VIII. ANTECEDENTES REMOTOS DEL DERECHO DE ASILO. CAPRICHO DE LIMEÑA

El presente caso se sitúa en el Perú
durante el virreinato español.[1]


Preámbulo:
La presente narración se produce en el contexto de la novela Pepe El Canciller. Cónsul Tranzas, se lleva a cabo un diálogo motivado por las negociaciones que realiza la Embajada de México en el Perú, durante el periodo de gobierno del general Francisco Morales Bermúdez, (quien gobernó del 30 de agosto de 1975 al 28 de julio de 1980); el 29 de agosto de 1975, derrocó al general Juan Velasco Alvarado, a lo que se le llamó “El Tacnazo”[2] (quien también había accedido al poder por Golpe de Estado en 1968 y se mantuvo en el gobierno hasta 1975).

  “CAPÍTULO IX. ASILO. LA TOMA DE LA EMBAJADA. De entre el grupo que debate el asunto de la solicitud de reinstalación de sus empleos, recurriendo a la figura del “asilo”. En un momento surge una voz femenina, que pide la oportunidad de expresar su opinión. Se trata de la Profesora Dolores Pauparcolla:

– Yo creo que no podemos pasarnos toda la vida encerrados aquí. Ya hemos recurrido a muchos argumentos, pero parece que ninguno nos da resultados positivos. Por otra parte, México no puede ser menos que el Perú en cuestiones de asilo. Ustedes saben que en mi país, existe una tradición muy arraigada de dar protección al perseguido.

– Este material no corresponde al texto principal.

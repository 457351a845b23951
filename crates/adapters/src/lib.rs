//! note-tagger adapters crate
//!
//! This crate contains infrastructure adapters implementing the domain ports:
//! - `llm`: Generation backends (chat-completion, messages, local-generate, stub)
//! - `documents`: Filesystem and in-memory document stores
//! - `history`: JSON file persistence for tag history

mod documents_fs;
mod documents_memory;
mod history_fs;

pub mod llm;

/// Re-exports for document store adapters
pub mod documents {
    pub use crate::documents_fs::FsDocumentStore;
    pub use crate::documents_memory::InMemoryDocumentStore;
}

/// Re-exports for history persistence
pub mod history {
    pub use crate::history_fs::{HistoryFileError, JsonHistoryFile};
}
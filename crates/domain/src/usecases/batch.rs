//! Sequential tagging of many documents

use std::sync::Arc;
use tokio::time::{Duration, sleep};

use crate::{
    format::collect_known_tags,
    model::{DocumentOutcome, MergeMode, TaggingSettings},
    ports::DocumentStore,
    usecases::{generate::TagGenerator, merge::TagMergeEngine},
};

/// Configuration for a batch run
#[derive(Debug, Clone)]
pub struct BatchConfig {
    /// Skip documents that already carry tags
    pub skip_existing: bool,
    /// Pause between consecutive documents
    pub delay: Duration,
    /// Number of top suggestions applied per document (capped by `max_tags`)
    pub auto_apply_limit: usize,
    /// Compute merges without writing them
    pub dry_run: bool,
}

impl Default for BatchConfig {
    fn default() -> Self {
        Self {
            skip_existing: true,
            delay: Duration::from_millis(1000),
            auto_apply_limit: 3,
            dry_run: false,
        }
    }
}

/// Generates and applies tags to documents one at a time
pub struct BatchTagger<S: DocumentStore + ?Sized> {
    store: Arc<S>,
    generator: Arc<TagGenerator>,
    settings: TaggingSettings,
    config: BatchConfig,
}

impl<S: DocumentStore + ?Sized> BatchTagger<S> {
    pub fn new(
        store: Arc<S>,
        generator: Arc<TagGenerator>,
        settings: TaggingSettings,
        config: BatchConfig,
    ) -> Self {
        Self {
            store,
            generator,
            settings,
            config,
        }
    }

    /// Tag each document in order; failures are recorded and the batch continues
    pub async fn run(&self, ids: &[String]) -> Vec<(String, DocumentOutcome)> {
        let mut outcomes = Vec::with_capacity(ids.len());

        for (index, id) in ids.iter().enumerate() {
            if index > 0 && !self.config.delay.is_zero() {
                sleep(self.config.delay).await;
            }

            let outcome = self.tag_document(id).await;
            match &outcome {
                DocumentOutcome::Tagged { written, .. } => {
                    let tags = outcome.applied_tags();
                    tracing::info!(document = %id, tags = ?tags, written, "Tagged document");
                }
                DocumentOutcome::Cleared { .. } => {}
                DocumentOutcome::Skipped { reason } => {
                    tracing::debug!(document = %id, reason = %reason, "Skipped document");
                }
                DocumentOutcome::Failed { error } => {
                    tracing::warn!(document = %id, error = %error, "Failed to tag document");
                }
            }
            outcomes.push((id.clone(), outcome));
        }

        outcomes
    }

    async fn tag_document(&self, id: &str) -> DocumentOutcome {
        let text = match self.store.read_document(id).await {
            Ok(text) => text,
            Err(e) => return DocumentOutcome::Failed { error: e.to_string() },
        };

        if self.config.skip_existing {
            let known = match self.store.known_tags(id).await {
                Ok(tags) => tags,
                Err(e) => {
                    tracing::debug!(
                        document = %id,
                        error = %e,
                        "Store could not list tags, scanning text instead"
                    );
                    collect_known_tags(&text)
                }
            };
            if !known.is_empty() {
                return DocumentOutcome::Skipped {
                    reason: format!("already has {} tag(s)", known.len()),
                };
            }
        }

        let result = self.generator.generate(&text, &self.settings).await;
        if let Some(error) = result.error {
            return DocumentOutcome::Failed { error };
        }

        let limit = self.config.auto_apply_limit.min(self.settings.max_tags);
        let mut applied = result.suggestions;
        let rejected = applied.split_off(limit.min(applied.len()));
        if applied.is_empty() {
            return DocumentOutcome::Skipped {
                reason: "no suggestions above threshold".to_string(),
            };
        }

        let tags: Vec<String> = applied.iter().map(|s| s.tag.clone()).collect();
        let outcome = match TagMergeEngine.merge(
            &text,
            &tags,
            self.settings.format,
            self.settings.merge_mode,
        ) {
            Ok(outcome) => outcome,
            Err(e) => return DocumentOutcome::Failed { error: e.to_string() },
        };

        if !outcome.changed {
            return DocumentOutcome::Skipped {
                reason: "tags already present".to_string(),
            };
        }

        let written = !self.config.dry_run;
        if written {
            if let Err(e) = self.store.write_document(id, &outcome.text).await {
                return DocumentOutcome::Failed { error: e.to_string() };
            }
        }

        DocumentOutcome::Tagged {
            applied,
            rejected,
            processing_time_ms: result.processing_time_ms,
            written,
        }
    }

    /// Remove stored tags from each document in the configured syntax
    pub async fn clear(&self, ids: &[String]) -> Vec<(String, DocumentOutcome)> {
        let mut outcomes = Vec::with_capacity(ids.len());

        for id in ids {
            let outcome = self.clear_document(id).await;
            if let DocumentOutcome::Failed { error } = &outcome {
                tracing::warn!(document = %id, error = %error, "Failed to clear tags");
            }
            outcomes.push((id.clone(), outcome));
        }

        outcomes
    }

    async fn clear_document(&self, id: &str) -> DocumentOutcome {
        let text = match self.store.read_document(id).await {
            Ok(text) => text,
            Err(e) => return DocumentOutcome::Failed { error: e.to_string() },
        };

        let outcome = match TagMergeEngine.merge(&text, &[], self.settings.format, MergeMode::Replace)
        {
            Ok(outcome) => outcome,
            Err(e) => return DocumentOutcome::Failed { error: e.to_string() },
        };

        if !outcome.changed {
            return DocumentOutcome::Skipped {
                reason: "no tags to clear".to_string(),
            };
        }

        let written = !self.config.dry_run;
        if written {
            if let Err(e) = self.store.write_document(id, &outcome.text).await {
                return DocumentOutcome::Failed { error: e.to_string() };
            }
        }

        DocumentOutcome::Cleared {
            removed: outcome.existing,
            written,
        }
    }
}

En eso creo que también nos parecemos. En estas tierras incaicas, aún en tiempos del colonialismo español, los perseguidos encontraban refugio y protección en las iglesias; así como también en los domicilios.

Voy a contarles en forma muy resumida, un episodio que nos dejó nuestro gran cronista e historiador, Don Ricardo Palma, en su conocida obra titulada “Tradiciones Peruanas”.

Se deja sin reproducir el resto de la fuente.